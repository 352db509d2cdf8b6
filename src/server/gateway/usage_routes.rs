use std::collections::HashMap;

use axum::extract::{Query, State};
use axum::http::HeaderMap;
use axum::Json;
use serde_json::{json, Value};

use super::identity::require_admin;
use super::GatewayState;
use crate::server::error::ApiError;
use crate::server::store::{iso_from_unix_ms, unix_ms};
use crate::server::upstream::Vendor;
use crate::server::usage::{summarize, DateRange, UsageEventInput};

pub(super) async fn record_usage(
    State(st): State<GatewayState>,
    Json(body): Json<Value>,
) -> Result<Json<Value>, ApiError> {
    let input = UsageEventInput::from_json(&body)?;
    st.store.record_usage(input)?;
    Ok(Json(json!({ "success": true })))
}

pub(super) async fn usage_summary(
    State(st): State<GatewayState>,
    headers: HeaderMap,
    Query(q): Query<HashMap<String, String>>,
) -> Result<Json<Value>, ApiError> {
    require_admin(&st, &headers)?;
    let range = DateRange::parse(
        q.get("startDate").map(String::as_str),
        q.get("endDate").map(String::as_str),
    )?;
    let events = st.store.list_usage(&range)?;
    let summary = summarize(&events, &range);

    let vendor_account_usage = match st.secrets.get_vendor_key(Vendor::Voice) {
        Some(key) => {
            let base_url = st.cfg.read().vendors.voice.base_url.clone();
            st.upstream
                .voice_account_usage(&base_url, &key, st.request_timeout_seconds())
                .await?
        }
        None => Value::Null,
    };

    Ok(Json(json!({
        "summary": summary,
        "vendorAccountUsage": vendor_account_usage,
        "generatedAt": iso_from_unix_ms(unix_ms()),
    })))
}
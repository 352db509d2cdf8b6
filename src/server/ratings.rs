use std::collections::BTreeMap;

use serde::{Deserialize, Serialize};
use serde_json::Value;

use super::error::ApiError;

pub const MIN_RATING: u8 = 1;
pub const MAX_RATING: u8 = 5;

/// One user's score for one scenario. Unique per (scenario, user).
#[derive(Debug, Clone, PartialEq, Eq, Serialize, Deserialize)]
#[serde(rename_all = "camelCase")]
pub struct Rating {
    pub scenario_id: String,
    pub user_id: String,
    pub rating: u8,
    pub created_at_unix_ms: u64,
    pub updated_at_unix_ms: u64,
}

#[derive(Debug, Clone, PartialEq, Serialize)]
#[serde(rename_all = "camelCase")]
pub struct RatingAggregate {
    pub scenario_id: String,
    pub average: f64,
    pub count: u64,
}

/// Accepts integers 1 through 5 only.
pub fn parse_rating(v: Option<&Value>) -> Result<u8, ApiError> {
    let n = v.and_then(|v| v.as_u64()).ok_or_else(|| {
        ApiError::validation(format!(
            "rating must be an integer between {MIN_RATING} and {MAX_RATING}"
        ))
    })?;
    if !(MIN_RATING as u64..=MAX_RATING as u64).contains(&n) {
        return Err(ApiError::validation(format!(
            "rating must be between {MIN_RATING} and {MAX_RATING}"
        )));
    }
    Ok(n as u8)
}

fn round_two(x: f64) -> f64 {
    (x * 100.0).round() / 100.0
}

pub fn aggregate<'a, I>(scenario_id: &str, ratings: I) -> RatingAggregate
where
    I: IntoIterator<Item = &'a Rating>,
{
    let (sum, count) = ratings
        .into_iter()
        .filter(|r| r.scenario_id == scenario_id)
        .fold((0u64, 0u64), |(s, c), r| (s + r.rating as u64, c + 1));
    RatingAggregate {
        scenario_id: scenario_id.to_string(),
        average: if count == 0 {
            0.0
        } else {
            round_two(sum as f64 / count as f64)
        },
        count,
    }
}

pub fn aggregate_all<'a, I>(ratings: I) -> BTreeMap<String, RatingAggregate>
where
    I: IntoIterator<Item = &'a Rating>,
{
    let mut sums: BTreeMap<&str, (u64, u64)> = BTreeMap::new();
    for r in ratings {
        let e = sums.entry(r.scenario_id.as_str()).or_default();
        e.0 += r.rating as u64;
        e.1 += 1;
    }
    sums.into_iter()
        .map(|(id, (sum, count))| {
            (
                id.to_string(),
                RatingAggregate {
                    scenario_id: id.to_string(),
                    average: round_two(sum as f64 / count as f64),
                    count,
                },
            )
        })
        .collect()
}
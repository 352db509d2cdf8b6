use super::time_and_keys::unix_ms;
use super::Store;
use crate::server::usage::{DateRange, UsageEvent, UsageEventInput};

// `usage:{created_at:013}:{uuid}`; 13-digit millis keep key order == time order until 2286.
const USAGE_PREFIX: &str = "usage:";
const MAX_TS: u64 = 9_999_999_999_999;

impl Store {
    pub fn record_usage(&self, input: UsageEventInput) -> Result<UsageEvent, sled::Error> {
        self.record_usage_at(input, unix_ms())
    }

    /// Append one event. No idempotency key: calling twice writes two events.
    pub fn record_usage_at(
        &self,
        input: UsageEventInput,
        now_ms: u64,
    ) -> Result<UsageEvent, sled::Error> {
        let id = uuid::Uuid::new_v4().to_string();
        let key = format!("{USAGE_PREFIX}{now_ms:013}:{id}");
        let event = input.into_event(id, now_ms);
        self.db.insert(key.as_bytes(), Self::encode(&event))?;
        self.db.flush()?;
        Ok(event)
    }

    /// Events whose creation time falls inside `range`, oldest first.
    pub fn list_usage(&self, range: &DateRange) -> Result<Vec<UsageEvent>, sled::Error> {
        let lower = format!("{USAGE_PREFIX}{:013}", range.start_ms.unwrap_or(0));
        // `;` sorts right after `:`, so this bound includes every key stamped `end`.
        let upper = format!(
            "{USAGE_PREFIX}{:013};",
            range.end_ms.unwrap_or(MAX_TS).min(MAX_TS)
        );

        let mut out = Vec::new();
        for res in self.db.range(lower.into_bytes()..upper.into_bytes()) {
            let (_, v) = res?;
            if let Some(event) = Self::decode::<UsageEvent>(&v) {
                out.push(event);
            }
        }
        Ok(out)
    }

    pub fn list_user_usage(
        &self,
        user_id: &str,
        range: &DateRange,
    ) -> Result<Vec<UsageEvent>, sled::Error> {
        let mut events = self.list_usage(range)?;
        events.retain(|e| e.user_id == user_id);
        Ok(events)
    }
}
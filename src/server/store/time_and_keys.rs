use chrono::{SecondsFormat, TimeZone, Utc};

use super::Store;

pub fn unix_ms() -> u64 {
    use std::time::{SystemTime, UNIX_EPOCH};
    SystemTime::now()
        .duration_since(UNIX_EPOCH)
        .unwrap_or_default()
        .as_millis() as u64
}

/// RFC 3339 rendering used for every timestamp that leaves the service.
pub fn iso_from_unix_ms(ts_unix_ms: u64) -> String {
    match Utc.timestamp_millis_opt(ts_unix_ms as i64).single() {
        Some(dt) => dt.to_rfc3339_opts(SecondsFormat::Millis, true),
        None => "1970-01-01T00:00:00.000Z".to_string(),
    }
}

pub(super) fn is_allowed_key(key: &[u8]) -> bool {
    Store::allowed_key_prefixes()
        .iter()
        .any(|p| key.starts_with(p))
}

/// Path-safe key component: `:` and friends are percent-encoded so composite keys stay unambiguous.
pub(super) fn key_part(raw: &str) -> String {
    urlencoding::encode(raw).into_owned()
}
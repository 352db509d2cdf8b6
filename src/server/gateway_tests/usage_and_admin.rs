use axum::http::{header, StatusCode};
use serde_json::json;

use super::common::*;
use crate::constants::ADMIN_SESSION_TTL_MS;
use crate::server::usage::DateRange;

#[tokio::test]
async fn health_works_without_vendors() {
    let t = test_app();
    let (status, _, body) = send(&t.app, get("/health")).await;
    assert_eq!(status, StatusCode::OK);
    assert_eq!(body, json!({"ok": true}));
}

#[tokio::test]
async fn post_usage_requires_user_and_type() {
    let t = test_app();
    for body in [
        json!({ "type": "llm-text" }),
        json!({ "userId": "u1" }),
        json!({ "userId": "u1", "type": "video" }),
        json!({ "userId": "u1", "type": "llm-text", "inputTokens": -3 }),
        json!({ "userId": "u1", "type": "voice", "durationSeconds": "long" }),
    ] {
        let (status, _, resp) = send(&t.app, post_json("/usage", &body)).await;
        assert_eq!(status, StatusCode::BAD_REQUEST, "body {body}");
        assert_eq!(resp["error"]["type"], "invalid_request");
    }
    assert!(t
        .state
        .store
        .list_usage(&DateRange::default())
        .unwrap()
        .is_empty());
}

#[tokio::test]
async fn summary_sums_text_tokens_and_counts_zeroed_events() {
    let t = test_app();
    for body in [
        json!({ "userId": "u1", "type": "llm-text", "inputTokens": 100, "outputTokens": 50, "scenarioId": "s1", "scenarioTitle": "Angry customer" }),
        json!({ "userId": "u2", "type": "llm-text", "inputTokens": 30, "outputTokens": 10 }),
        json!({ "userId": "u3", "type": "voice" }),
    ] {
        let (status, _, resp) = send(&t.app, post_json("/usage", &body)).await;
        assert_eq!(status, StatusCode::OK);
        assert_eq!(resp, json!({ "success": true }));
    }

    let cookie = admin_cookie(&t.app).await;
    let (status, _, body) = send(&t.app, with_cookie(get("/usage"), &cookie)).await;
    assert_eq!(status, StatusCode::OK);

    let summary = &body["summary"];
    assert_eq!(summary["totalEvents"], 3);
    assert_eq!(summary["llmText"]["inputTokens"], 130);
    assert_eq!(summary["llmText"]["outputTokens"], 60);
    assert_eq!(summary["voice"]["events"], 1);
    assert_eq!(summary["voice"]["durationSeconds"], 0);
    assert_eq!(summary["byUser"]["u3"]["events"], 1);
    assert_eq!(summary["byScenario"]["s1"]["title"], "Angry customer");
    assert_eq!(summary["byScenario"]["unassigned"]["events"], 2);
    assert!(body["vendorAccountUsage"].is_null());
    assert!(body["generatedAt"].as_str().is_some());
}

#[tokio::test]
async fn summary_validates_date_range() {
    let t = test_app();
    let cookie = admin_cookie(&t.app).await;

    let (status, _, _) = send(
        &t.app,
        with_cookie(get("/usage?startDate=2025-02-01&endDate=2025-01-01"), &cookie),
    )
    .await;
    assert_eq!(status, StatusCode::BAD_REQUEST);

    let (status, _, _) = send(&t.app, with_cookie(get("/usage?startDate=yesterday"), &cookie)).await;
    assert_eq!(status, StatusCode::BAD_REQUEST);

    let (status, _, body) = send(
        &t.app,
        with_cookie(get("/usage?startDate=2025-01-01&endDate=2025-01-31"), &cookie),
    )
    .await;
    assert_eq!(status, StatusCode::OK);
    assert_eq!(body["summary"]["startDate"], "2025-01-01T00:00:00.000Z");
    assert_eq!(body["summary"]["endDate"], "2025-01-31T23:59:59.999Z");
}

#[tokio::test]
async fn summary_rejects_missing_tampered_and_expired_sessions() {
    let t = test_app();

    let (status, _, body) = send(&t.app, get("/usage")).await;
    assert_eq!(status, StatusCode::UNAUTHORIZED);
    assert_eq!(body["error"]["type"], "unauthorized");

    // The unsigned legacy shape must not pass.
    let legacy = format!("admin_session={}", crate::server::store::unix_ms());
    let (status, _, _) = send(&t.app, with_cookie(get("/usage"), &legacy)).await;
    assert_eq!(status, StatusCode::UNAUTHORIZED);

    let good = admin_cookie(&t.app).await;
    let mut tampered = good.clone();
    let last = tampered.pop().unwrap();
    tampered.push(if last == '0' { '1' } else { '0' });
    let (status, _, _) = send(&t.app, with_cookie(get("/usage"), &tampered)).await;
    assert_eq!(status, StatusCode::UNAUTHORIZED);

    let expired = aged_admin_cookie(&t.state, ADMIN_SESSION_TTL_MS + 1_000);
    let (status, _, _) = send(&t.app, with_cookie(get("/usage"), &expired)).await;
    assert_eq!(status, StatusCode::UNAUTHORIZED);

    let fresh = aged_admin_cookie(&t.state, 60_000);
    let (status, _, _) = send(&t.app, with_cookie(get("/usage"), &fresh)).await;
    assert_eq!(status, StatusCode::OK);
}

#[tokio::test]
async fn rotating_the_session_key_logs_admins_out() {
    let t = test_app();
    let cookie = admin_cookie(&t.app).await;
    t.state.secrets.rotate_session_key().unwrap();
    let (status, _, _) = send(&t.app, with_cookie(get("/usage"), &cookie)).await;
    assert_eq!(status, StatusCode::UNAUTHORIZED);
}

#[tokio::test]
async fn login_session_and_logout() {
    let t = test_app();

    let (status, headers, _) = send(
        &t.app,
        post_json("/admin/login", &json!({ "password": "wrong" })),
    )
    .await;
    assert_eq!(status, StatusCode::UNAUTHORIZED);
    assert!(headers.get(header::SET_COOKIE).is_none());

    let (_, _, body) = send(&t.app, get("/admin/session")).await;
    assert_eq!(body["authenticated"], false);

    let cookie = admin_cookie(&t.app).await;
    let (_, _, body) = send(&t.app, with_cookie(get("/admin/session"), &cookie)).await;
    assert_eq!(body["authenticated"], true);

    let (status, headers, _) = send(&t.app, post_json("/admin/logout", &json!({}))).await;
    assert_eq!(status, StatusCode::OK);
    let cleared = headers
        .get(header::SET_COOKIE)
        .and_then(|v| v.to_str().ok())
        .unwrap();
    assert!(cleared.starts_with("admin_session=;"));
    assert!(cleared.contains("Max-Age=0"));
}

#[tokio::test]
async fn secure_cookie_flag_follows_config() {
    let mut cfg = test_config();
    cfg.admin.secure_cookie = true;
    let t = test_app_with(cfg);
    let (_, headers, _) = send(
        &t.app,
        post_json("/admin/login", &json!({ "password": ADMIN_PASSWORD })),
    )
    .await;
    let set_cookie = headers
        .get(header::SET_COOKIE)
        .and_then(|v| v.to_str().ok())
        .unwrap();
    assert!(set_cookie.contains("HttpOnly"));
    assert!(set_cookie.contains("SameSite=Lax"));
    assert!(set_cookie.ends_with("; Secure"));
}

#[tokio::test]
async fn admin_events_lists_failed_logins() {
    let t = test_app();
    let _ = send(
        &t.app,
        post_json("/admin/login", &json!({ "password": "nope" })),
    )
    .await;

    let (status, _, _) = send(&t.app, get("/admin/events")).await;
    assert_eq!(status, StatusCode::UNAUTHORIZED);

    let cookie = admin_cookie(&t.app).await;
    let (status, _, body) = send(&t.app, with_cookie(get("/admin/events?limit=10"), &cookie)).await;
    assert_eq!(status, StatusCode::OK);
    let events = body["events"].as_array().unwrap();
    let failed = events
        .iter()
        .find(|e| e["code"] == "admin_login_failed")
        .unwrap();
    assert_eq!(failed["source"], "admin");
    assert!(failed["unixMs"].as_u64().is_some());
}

▶ _DIRECTIONS_
How many lines in the records above contain the word "RatingAggregate"? Answer with the number only.

▶ _YOUR SOLUTION_
5